«Yo solo hago tres o cuatro facturas al año, ¿de verdad va conmigo todo esto de Verifactu?» Es una de las dudas más repetidas: la del profesional con un par de clientes fijos, la de quien alquila un local a una empresa, la de quien tiene una actividad secundaria pequeña. La respuesta corta es que la obligación no depende de cuánto facturas, sino de cómo facturas — pero la buena noticia es que, para volúmenes pequeños, cumplir puede costarte exactamente cero euros y muy poco esfuerzo.

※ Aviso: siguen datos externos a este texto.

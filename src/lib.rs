//! # patternkit - numerical kernel for pattern generators
//!
//! The maths and state behind a gallery of generative patterns, without any
//! of the drawing. A renderer (Canvas2D, WebGL, wgpu, a terminal) calls into
//! this crate for point positions, noise samples and the control values a
//! pattern should start with.
//!
//! ## Quick Start
//!
//! ```
//! use patternkit::prelude::*;
//!
//! // Integrate a Lorenz trajectory
//! let lorenz = Attractor::from_name("lorenz").unwrap();
//! let points: Vec<Point3> = lorenz.trajectory(Point3::new(1.0, 1.0, 1.0), 0.01).take(1_000).collect();
//! let vertices = pack_vertices(points);
//! assert_eq!(vertices.len(), 1_000);
//!
//! // Sample noise
//! let noise = SimplexNoise::new();
//! let v = noise.noise3(0.5, 0.25, 2.0);
//! assert!((-1.0..=1.0).contains(&v));
//!
//! // Work out what the pattern should start with
//! let store = PresetStore::new(MemoryStorage::new());
//! let factory = FactoryPresets::new(BundledFactoryPresets::new());
//! let resolver = PresetResolver::new(&store, &factory);
//! let pattern = builtin_pattern("lorenz").unwrap();
//! let values = pollster::block_on(resolver.effective_values(&pattern));
//! assert!(values.contains_key("rho"));
//! ```
//!
//! ## Core Concepts
//!
//! ### Attractors
//!
//! Four chaotic systems (Lorenz, Aizawa, Halvorsen, Thomas), each a pure
//! forward-Euler step. See [`attractor`]. Divergence is not an error; use
//! [`pack_vertices`] to drop non-finite points before upload.
//!
//! ### Noise
//!
//! [`SimplexNoise`] is deterministic: every generator built with
//! [`SimplexNoise::new`] returns the same field. [`NoiseCache`] shares
//! generators by name.
//!
//! ### Presets
//!
//! | Tier | Source |
//! |------|--------|
//! | 1 | User default, from [`PresetStore`] over a [`Storage`] port |
//! | 2 | Factory default, from [`FactoryPresets`] |
//! | 3 | The pattern's control defaults, from [`PatternDefinition`] |
//!
//! [`PresetResolver`] walks the tiers in order and never fails;
//! [`is_modified`] tells a UI whether live values still match a preset.

pub mod attractor;
mod error;
pub mod noise;
pub mod pattern;
pub mod preset;

pub use attractor::{pack_vertices, vertex_bytes, Attractor, Point3, Trajectory};
pub use error::{PatternError, Result};
pub use glam::{DVec3, Vec4};
pub use noise::{NoiseCache, SimplexNoise};
pub use pattern::{builtin_pattern, builtin_patterns, Control, ControlKind, PatternDefinition};
pub use preset::{
    is_modified, BundledFactoryPresets, EffectiveDefault, FactoryPresets, FactorySource, FileFactoryPresets,
    FileStorage, MemoryStorage, ParamMap, ParamValue, PatternPreset, PresetResolver, PresetStore, Storage,
    StoreConfig,
};

/// Convenient re-exports for common usage.
///
/// ```
/// use patternkit::prelude::*;
/// ```
pub mod prelude {
    pub use crate::attractor::{
        aizawa, halvorsen, lorenz, pack_vertices, thomas, AizawaParams, Attractor, HalvorsenParams,
        LorenzParams, Point3, ThomasParams,
    };
    pub use crate::error::{PatternError, Result};
    pub use crate::noise::{NoiseCache, SimplexNoise};
    pub use crate::pattern::{builtin_pattern, builtin_patterns, Control, ControlKind, PatternDefinition};
    pub use crate::preset::{
        is_modified, BundledFactoryPresets, EffectiveDefault, FactoryPresets, FactorySource, FileFactoryPresets,
        FileStorage, MemoryStorage, ParamMap, ParamValue, PatternPreset, PresetResolver, PresetStore, Storage,
        StoreConfig,
    };
}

Lo que dice la norma: no hay mínimo de facturas
El reglamento de Verifactu no establece ningún umbral de volumen: si estás obligado a emitir facturas por tu actividad y las emites con un sistema informático, ese sistema deberá cumplir los requisitos a partir de tu fecha (1 de julio de 2027 para autónomos y profesionales; consulta el calendario completo). Emitir una factura al mes no te exime; emitir una al año, tampoco.
Casos típicos, uno a uno
El profesional con uno o dos clientes fijos
Facturas cada mes a los mismos clientes, siempre con sus datos completos. Es el caso perfecto para la aplicación gratuita de la AEAT: sin límite de facturas, coste cero, y como tus destinatarios están identificados, su única gran limitación (no permite tickets) no te afecta.
Quien alquila un local o inmueble a una empresa
Los alquileres de locales a empresas suelen llevar factura mensual con retención. Son doce facturas al año, casi idénticas: cualquier opción gratuita las gestiona sin despeinarse. La aplicación de la AEAT o un plan gratuito de un programa comercial (que además te guarda los datos del inquilino y te copia la factura del mes anterior) resuelven el trámite en cinco minutos al mes.
La actividad secundaria o esporádica
Colaboraciones puntuales, algún trabajo ocasional junto a tu empleo principal: pocas facturas y muy espaciadas. También aquí la app de la AEAT es la vía natural — no pagas nada los meses en que no facturas, que serán la mayoría.
Quien factura a mano, en papel
Verifactu regula los sistemas informáticos de facturación. La factura manuscrita sigue siendo válida en los supuestos en que la normativa la permite, así que en teoría el facturador de talonario puede continuar. En la práctica, no te lo recomendamos: es fácil equivocarse con la numeración, no queda copia automática, y con las opciones gratuitas actuales hacerlo bien cuesta lo mismo que hacerlo regular. Lo explicamos también al hablar de Excel, Word y las plantillas.
Tu plan en tres pasos (media tarde, coste cero)
- 1. Consigue Cl@ve si no la tienes — la necesitarás para la app de la AEAT y, en general, para cualquier gestión con Hacienda.
- 2. Elige tu herramienta gratuita: la app de la AEAT si tus clientes están siempre identificados, o un plan gratuito comercial si prefieres algo más cómodo (plantillas, datos guardados, tu logo).
- 3. Emite tu próxima factura ya con ella. No esperes a 2027: así llegas a tu fecha límite con el hábito hecho y sin sorpresas. Recuerda lo que te juegas si llegas tarde: te lo contamos en las multas de Verifactu.
Preguntas frecuentes
¿Hay alguna exención por facturar poco?
No existe una exención por volumen. Lo que sí existe son supuestos en los que no hay obligación de emitir factura (dependen de tu régimen y del tipo de operación); si no emites facturas, Verifactu no te aplica. Si tienes dudas sobre tu caso concreto — regímenes especiales, operaciones exentas —, coméntalo con un asesor: es la parte donde de verdad conviene no improvisar.
¿Me compensa pagar un programa si hago 10 facturas al año?
Casi seguro que no. Con ese volumen, la app gratuita de la AEAT o un plan gratuito comercial cubren todo lo que necesitas. Los programas de pago tienen sentido cuando facturas con regularidad o quieres que te ayuden con gastos e impuestos — puedes ver opciones y precios en nuestra comparativa de programas.
¿Qué pasa si un año no emito ninguna factura?
Nada: la obligación se refiere al sistema con el que facturas cuando facturas. No hay que «mantener» nada activo los meses o años sin actividad.
Facturo poco ahora, pero mi actividad va a crecer. ¿Empiezo igual con lo gratuito?
Sí. Empezar gratis no te ata: si creces, migras a un plan de pago llevándote la costumbre (y en los programas comerciales, también tus datos). El error sería lo contrario — pagar desde el primer día por funciones que aún no usas.
Este artículo tiene carácter informativo y no constituye asesoramiento fiscal. Ante una situación concreta, consulta con un asesor profesional.